Academic stories: Artem Polyvyanyy

academic stories

Narrated by Artem Polyvyanyy

My name is Artem Polyvyanyy. I am a Senior Lecturer at the University of Melbourne, Australia. The University was founded in 1853 and is consistently ranked among the leading universities in the world. In the University, I belong to the School of Computing and Information Systems (CIS), Melbourne School of Engineering, a place full of brilliant academics and gifted students.

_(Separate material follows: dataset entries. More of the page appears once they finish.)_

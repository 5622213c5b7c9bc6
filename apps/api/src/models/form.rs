use serde::{Deserialize, Serialize};

use crate::audit::AuditError;

/// Industry selected on the form. Closed set; the label is what the
/// prompts show to the generator.
#[derive(Debug, Clone, Copy, Default, PartialEq, Eq, Serialize, Deserialize)]
#[serde(rename_all = "snake_case")]
pub enum Industry {
    #[default]
    Construction,
    Care,
    AutoMaintenance,
    General,
}

impl Industry {
    pub fn label(&self) -> &'static str {
        match self {
            Industry::Construction => "建設・建築",
            Industry::Care => "介護・福祉",
            Industry::AutoMaintenance => "自動車整備・車検",
            Industry::General => "一般企業",
        }
    }
}

/// Where most of this week's visitors came from.
#[derive(Debug, Clone, Copy, Default, PartialEq, Eq, Serialize, Deserialize)]
#[serde(rename_all = "snake_case")]
pub enum SourceChannel {
    #[default]
    Indeed,
    GoogleBusinessProfile,
    Flyer,
    Sns,
    Other,
}

impl SourceChannel {
    pub fn label(&self) -> &'static str {
        match self {
            SourceChannel::Indeed => "Indeed",
            SourceChannel::GoogleBusinessProfile => "Googleビジネスプロフィール",
            SourceChannel::Flyer => "求人チラシ",
            SourceChannel::Sns => "SNS",
            SourceChannel::Other => "その他",
        }
    }
}

/// Fields every form submission carries, regardless of the action.
#[derive(Debug, Clone, Default, Serialize, Deserialize)]
pub struct FormContext {
    /// Identifies the form. One action may be in flight per client at a time.
    #[serde(default)]
    pub client_name: String,
    #[serde(default)]
    pub industry: Industry,
    #[serde(default)]
    pub source_channel: SourceChannel,
}

/// A count as typed into the form: browsers send either a number or the
/// raw text of a number input. Any other JSON value lands in `Other` so it is
/// rejected as `InvalidInput` for its field instead of failing the whole body.
#[derive(Debug, Clone, PartialEq, Serialize, Deserialize)]
#[serde(untagged)]
pub enum RawCount {
    Number(i64),
    Text(String),
    Other(serde_json::Value),
}

impl RawCount {
    /// Parses into a non-negative count, or `InvalidInput` naming `field`.
    pub fn parse(&self, field: &'static str) -> Result<u32, AuditError> {
        let invalid = || AuditError::InvalidInput { field };
        match self {
            RawCount::Number(n) => u32::try_from(*n).map_err(|_| invalid()),
            RawCount::Text(s) => {
                let s = s.trim();
                if s.is_empty() || !s.bytes().all(|b| b.is_ascii_digit()) {
                    return Err(invalid());
                }
                s.parse::<u32>().map_err(|_| invalid())
            }
            RawCount::Other(_) => Err(invalid()),
        }
    }
}

/// Parses a mandatory count; absent counts are invalid input.
pub fn parse_required(raw: Option<&RawCount>, field: &'static str) -> Result<u32, AuditError> {
    raw.ok_or(AuditError::InvalidInput { field })?.parse(field)
}

/// Parses an optional count. Absent or blank text means "not supplied".
pub fn parse_optional(raw: Option<&RawCount>, field: &'static str) -> Result<Option<u32>, AuditError> {
    match raw {
        None => Ok(None),
        Some(RawCount::Text(s)) if s.trim().is_empty() => Ok(None),
        Some(raw) => raw.parse(field).map(Some),
    }
}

Before joining CIS, till 2018, I was a Research Fellow and later a Lecturer at the School of Information Systems, Queensland University of Technology, Australia, where I disembarked in 2012 after completing my PhD at the Business Process Technology Group led by Mathias Weske, Hasso Plattner Institute, Potsdam, Germany. If you are puzzled with the etymology of my name, let me help you. I was born in Mariupol, Ukraine, and my English name is the result of transliteration from the Cyrillic Артем Полив’яний. My ancestors come from a small village Polyvyane in a picturesque Poltava region, Ukraine. Here, in Kyiv, Ukraine, I took my first steps in Computer Science (2000-2004) at the National University of Kyiv-Mohyla Academy, one of the oldest universities in Eastern Europe.

At the University of Melbourne, I coordinate and (co-)teach several subjects, including Foundations of Algorithms at the bachelor level, a class that recently attracted as many as 800 students, and Modelling Complex Software Systems at the master level. I also coordinate and teach Data Warehousing at the Melbourne Business School. I co-supervise graduate research students and coordinate the Master of Information Technology course. Finally, once all the above duties are under control, together with my colleagues and PhD students, I enjoy solving complex puzzles in the areas of Process Mining and Process Querying.

I followed developments in Process Mining from the beginning of my PhD studies in Potsdam at the end of 2007, but my research in this area started relatively recently. During one of my initial meetings with Mathias Weske, my PhD advisor, I was told that doing a PhD is similar to running a start-up, meaning everything is in your control. You need to identify a problem, demonstrate its significance, and propose and evaluate effective and efficient solutions to this problem, Mathias said. My original plan was to start working on ideas in the intersection between Information Retrieval and Business Process Management, two areas of my strengths at that time, but Ahmed Awad was already driving a similar PhD project at the Group. The next day after my meeting with Mathias, I came back with another idea. Imagine, there is no process model, I said. Then, eventually, we observe a first execution of the process. For example, this first execution could start with task A, followed by task B, and conclude with task C. So, we construct the corresponding model that captures the observed ordering constraints between the tasks. Later, we observe a second execution of the same process, which, for instance, evidences that tasks A and B can be followed by an execution of task D. Consequently, we update the first version of the model to specify that task B should be followed by an exclusive choice between tasks C and D. In this way, by observing and incorporating constraints from the subsequent process executions, we incrementally learn the model of the process. Mathias listened to this idea patiently and then told me that it very much reminds him of Process Mining, and that researchers in Eindhoven, The Netherlands (specifically the research group at the Eindhoven University of Technology, led by Wil van der Aalst at that time), are experts in this area, and we should probably think of a different PhD topic. Indeed, Wil coined the concept of Process Mining at least ten years before this chat of ours in Potsdam.

Over the next 2-3 years, I worked on techniques for modeling flexible processes using hypergraphs, abstracting (or simplifying) process models, parsing workflow graphs, and structuring process models. I decided that the latter topic would form the core of my dissertation sharply three years after I started my PhD project, on the day our paper on structuring co-authored with Luciano García-Bañuelos and Marlon Dumas has won the best paper award at the 8th International Conference on Business Process Management in Hoboken, NJ, United States. The problem of structuring process models deals with transforming an arbitrarily structured model into a behaviourally equivalent model composed of four structural patterns: sequence, choice, repetition, and option for parallel execution. Thus, it generalizes the problem of GOTO statements elimination in computer programs by addressing programs, or process models, that support concurrent execution of instructions.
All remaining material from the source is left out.